Exactly the lines from the start of the data below through the line containing "use jgrep::domain::registry::ActionSpec;" must be returned, and no others.

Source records
----

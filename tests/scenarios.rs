// End-to-end runs: library driver and the `jgrep` binary.

use std::fs;
use std::path::{Path, PathBuf};
use std::process::Command;
use std::sync::atomic::{AtomicUsize, Ordering};
use std::sync::Arc;

use jgrep::application::SearchUsecase;
use jgrep::domain::errors::{ActionError, ConfigError, JgrepError, ParseError};
use jgrep::domain::registry::ActionSpec;
use jgrep::infrastructure::{Encoding, JavaParser, ScriptEngine};
use jgrep::ports::{CollectingDiagnostics, EmptyClasspath, SourceLoader};

/// Counts loads so tests can tell whether any file was read.
struct CountingLoader {
    loads: AtomicUsize,
}

impl SourceLoader for CountingLoader {
    fn load(&self, path: &Path) -> Result<Arc<str>, ParseError> {
        self.loads.fetch_add(1, Ordering::SeqCst);
        Encoding::Utf8.load(path)
    }
}

fn write(dir: &Path, rel: &str, text: &str) -> PathBuf {
    let path = dir.join(rel);
    fs::create_dir_all(path.parent().unwrap()).unwrap();
    fs::write(&path, text).unwrap();
    path
}

fn search(
    loader: &CountingLoader,
    files: &[PathBuf],
    actions: &[ActionSpec],
) -> (Result<usize, JgrepError>, String) {
    let usecase = SearchUsecase {
        loader,
        parser: &JavaParser,
        compiler: &ScriptEngine,
        classpath: Box::new(EmptyClasspath),
        check_references: false,
        jobs: 2,
    };
    let mut out = Vec::new();
    let result = usecase
        .run(files, actions, &mut out, &mut CollectingDiagnostics::default())
        .map(|summary| summary.units);
    (result, String::from_utf8(out).unwrap())
}

fn loader() -> CountingLoader {
    CountingLoader { loads: AtomicUsize::new(0) }
}

const CALLS: &str = "package p;\n\
class Calls {\n\
  void run() {\n\
    foo(1);\n\
    bar(foo(2));\n\
    this.foo(3);\n\
  }\n\
}\n";

#[test]
fn prints_one_line_per_matching_invocation_in_source_order() {
    let dir = tempfile::tempdir().unwrap();
    let file = write(dir.path(), "p/Calls.java", CALLS);
    let actions = [ActionSpec::new(
        "methodInvocation",
        r#"if (_.methodName == "foo") println(_.location())"#,
    )];

    let (result, out) = search(&loader(), &[file.clone()], &actions);
    assert_eq!(result.unwrap(), 1);
    let path = file.display().to_string();
    assert_eq!(
        out,
        format!("{p}:4:5\n{p}:5:9\n{p}:6:5\n", p = path),
    );
}

#[test]
fn a_broken_script_aborts_before_any_file_is_read() {
    let dir = tempfile::tempdir().unwrap();
    let files = vec![
        write(dir.path(), "A.java", "class A { int x; }"),
        write(dir.path(), "B.java", "class B { this is not java }"),
    ];
    let actions = [
        ActionSpec::new("compilationUnit", "println(\"visited\")"),
        ActionSpec::new("field-declaration", "println(_.type"),
    ];

    let loader = loader();
    let (result, out) = search(&loader, &files, &actions);
    let err = result.unwrap_err();
    assert!(
        matches!(&err, JgrepError::Config(ConfigError::Script { script, .. }) if script == "println(_.type"),
        "{err}"
    );
    assert_eq!(loader.loads.load(Ordering::SeqCst), 0);
    assert!(out.is_empty());

    let (result, _) = search(&loader, &files, &[ActionSpec::new("fieldDecl", "print(1)")]);
    assert!(matches!(result, Err(JgrepError::Config(ConfigError::UnknownNodeKind(_)))));
}

#[test]
fn a_failing_action_stops_the_whole_run() {
    let dir = tempfile::tempdir().unwrap();
    let files: Vec<PathBuf> = (1..=3)
        .map(|i| write(dir.path(), &format!("U{}.java", i), &format!("class U{} {{ }}", i)))
        .collect();
    let actions = [ActionSpec::new(
        "packageMemberClassDeclaration",
        r#"print(_.name + " "); if (_.name == "U2") fail("refusing " + _.name)"#,
    )];

    let (result, out) = search(&loader(), &files, &actions);
    match result.unwrap_err() {
        JgrepError::Action(ActionError::Fault { location, message }) => {
            assert_eq!(location, format!("{}:1:1", files[1].display()));
            assert_eq!(message, "refusing U2");
        }
        other => panic!("unexpected {other}"),
    }
    assert_eq!(out, "U1 U2 ");
}

fn concatenation(class: &str, terms: usize) -> String {
    format!("class {} {{\n  String s = {};\n}}\n", class, vec!["\"a\""; terms].join(" + "))
}

#[test]
fn deeply_nested_sources_are_searched_or_rejected_without_crashing() {
    let dir = tempfile::tempdir().unwrap();
    let long = write(dir.path(), "Long.java", &concatenation("Long", 900));
    let actions = [ActionSpec::new("fieldDeclaration", "println(_.variableDeclarators[0].name)")];

    let (result, out) = search(&loader(), &[long.clone()], &actions);
    assert_eq!(result.unwrap(), 1);
    assert_eq!(out, "s\n");

    let generated = write(dir.path(), "Generated.java", &concatenation("Generated", 5000));
    let (result, out) = search(&loader(), &[long, generated.clone()], &actions);
    match result.unwrap_err() {
        JgrepError::Parse(ParseError::Unsupported { path, construct, .. }) => {
            assert_eq!(path, generated.display().to_string());
            assert!(construct.contains("nested deeper than"), "{construct}");
        }
        other => panic!("unexpected {other}"),
    }
    assert!(out.is_empty());
}

// ═══════════════════════════════════════════════════════════════════════
// Binary
// ═══════════════════════════════════════════════════════════════════════

fn jgrep() -> Command {
    let mut cmd = Command::new(env!("CARGO_BIN_EXE_jgrep"));
    cmd.env_remove("RUST_LOG");
    cmd
}

#[test]
fn cli_runs_actions_over_a_root() {
    let dir = tempfile::tempdir().unwrap();
    let file = write(dir.path(), "src/p/Calls.java", CALLS);
    write(dir.path(), "src/p/CallsTest.java", "package p; class CallsTest { void t() { foo(); } }");

    let output = jgrep()
        .arg(dir.path().join("src"))
        .args(["--files", "*.java-*Test.java"])
        .args(["-a", "methodInvocation", r#"if (_.methodName == "foo") println(_.location())"#])
        .output()
        .unwrap();
    assert!(output.status.success(), "{}", String::from_utf8_lossy(&output.stderr));
    let stdout = String::from_utf8(output.stdout).unwrap();
    let lines: Vec<&str> = stdout.lines().collect();
    assert_eq!(lines.len(), 3, "{stdout}");
    assert_eq!(lines[0], format!("{}:4:5", file.display()));
}

#[test]
fn cli_reads_actions_from_a_config_file() {
    let dir = tempfile::tempdir().unwrap();
    write(dir.path(), "src/p/Calls.java", CALLS);
    let config = write(
        dir.path(),
        "jgrep.toml",
        "roots = [\"src\"]\n\n[[action]]\nkind = \"integerLiteral\"\nscript = 'print(_.value)'\n",
    );

    let output = jgrep().arg("--config").arg(&config).output().unwrap();
    assert!(output.status.success(), "{}", String::from_utf8_lossy(&output.stderr));
    assert_eq!(String::from_utf8(output.stdout).unwrap(), "123");
}

#[test]
fn cli_fails_with_one_line_on_fatal_errors() {
    let dir = tempfile::tempdir().unwrap();
    write(dir.path(), "A.java", "class A { void m() { m(); } }");

    let output = jgrep()
        .arg(dir.path())
        .args(["-a", "methodCall", "println(1)"])
        .output()
        .unwrap();
    assert!(!output.status.success());
    let stderr = String::from_utf8(output.stderr).unwrap();
    assert!(stderr.starts_with("jgrep: unknown node kind \"methodCall\""), "{stderr}");
    assert_eq!(stderr.lines().count(), 1);

    let output = jgrep()
        .arg(dir.path())
        .args(["-a", "methodInvocation", "fail(\"no calls\")"])
        .output()
        .unwrap();
    assert!(!output.status.success());
    let stderr = String::from_utf8(output.stderr).unwrap();
    assert!(stderr.contains("A.java:1:22: no calls"), "{stderr}");
}

#[test]
fn cli_lists_kinds() {
    let output = jgrep().arg("--list-kinds").output().unwrap();
    assert!(output.status.success());
    let stdout = String::from_utf8(output.stdout).unwrap();
    assert!(stdout.lines().any(|l| l.starts_with(" methodInvocation") && l.contains("methodName")));
    assert!(stdout.lines().any(|l| l.starts_with("*literal")));
}

#[test]
fn cli_rejects_a_deeply_nested_file_with_one_line() {
    let dir = tempfile::tempdir().unwrap();
    write(dir.path(), "Generated.java", &concatenation("Generated", 5000));

    let output = jgrep().arg(dir.path()).args(["-a", "stringLiteral", "print(1)"]).output().unwrap();
    assert_eq!(output.status.code(), Some(1));
    let stderr = String::from_utf8(output.stderr).unwrap();
    assert_eq!(stderr.lines().count(), 1, "{stderr}");
    assert!(stderr.contains("Generated.java:2:"), "{stderr}");
    assert!(stderr.contains("nested deeper than"), "{stderr}");
    assert!(output.stdout.is_empty());
}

----

Answer for this exercise
filename tests/scenarios.rs
// End-to-end runs: library driver and the `jgrep` binary.

use std::fs;
use std::path::{Path, PathBuf};
use std::process::Command;
use std::sync::atomic::{AtomicUsize, Ordering};
use std::sync::Arc;

use jgrep::application::SearchUsecase;
use jgrep::domain::errors::{ActionError, ConfigError, JgrepError, ParseError};
use jgrep::domain::registry::ActionSpec;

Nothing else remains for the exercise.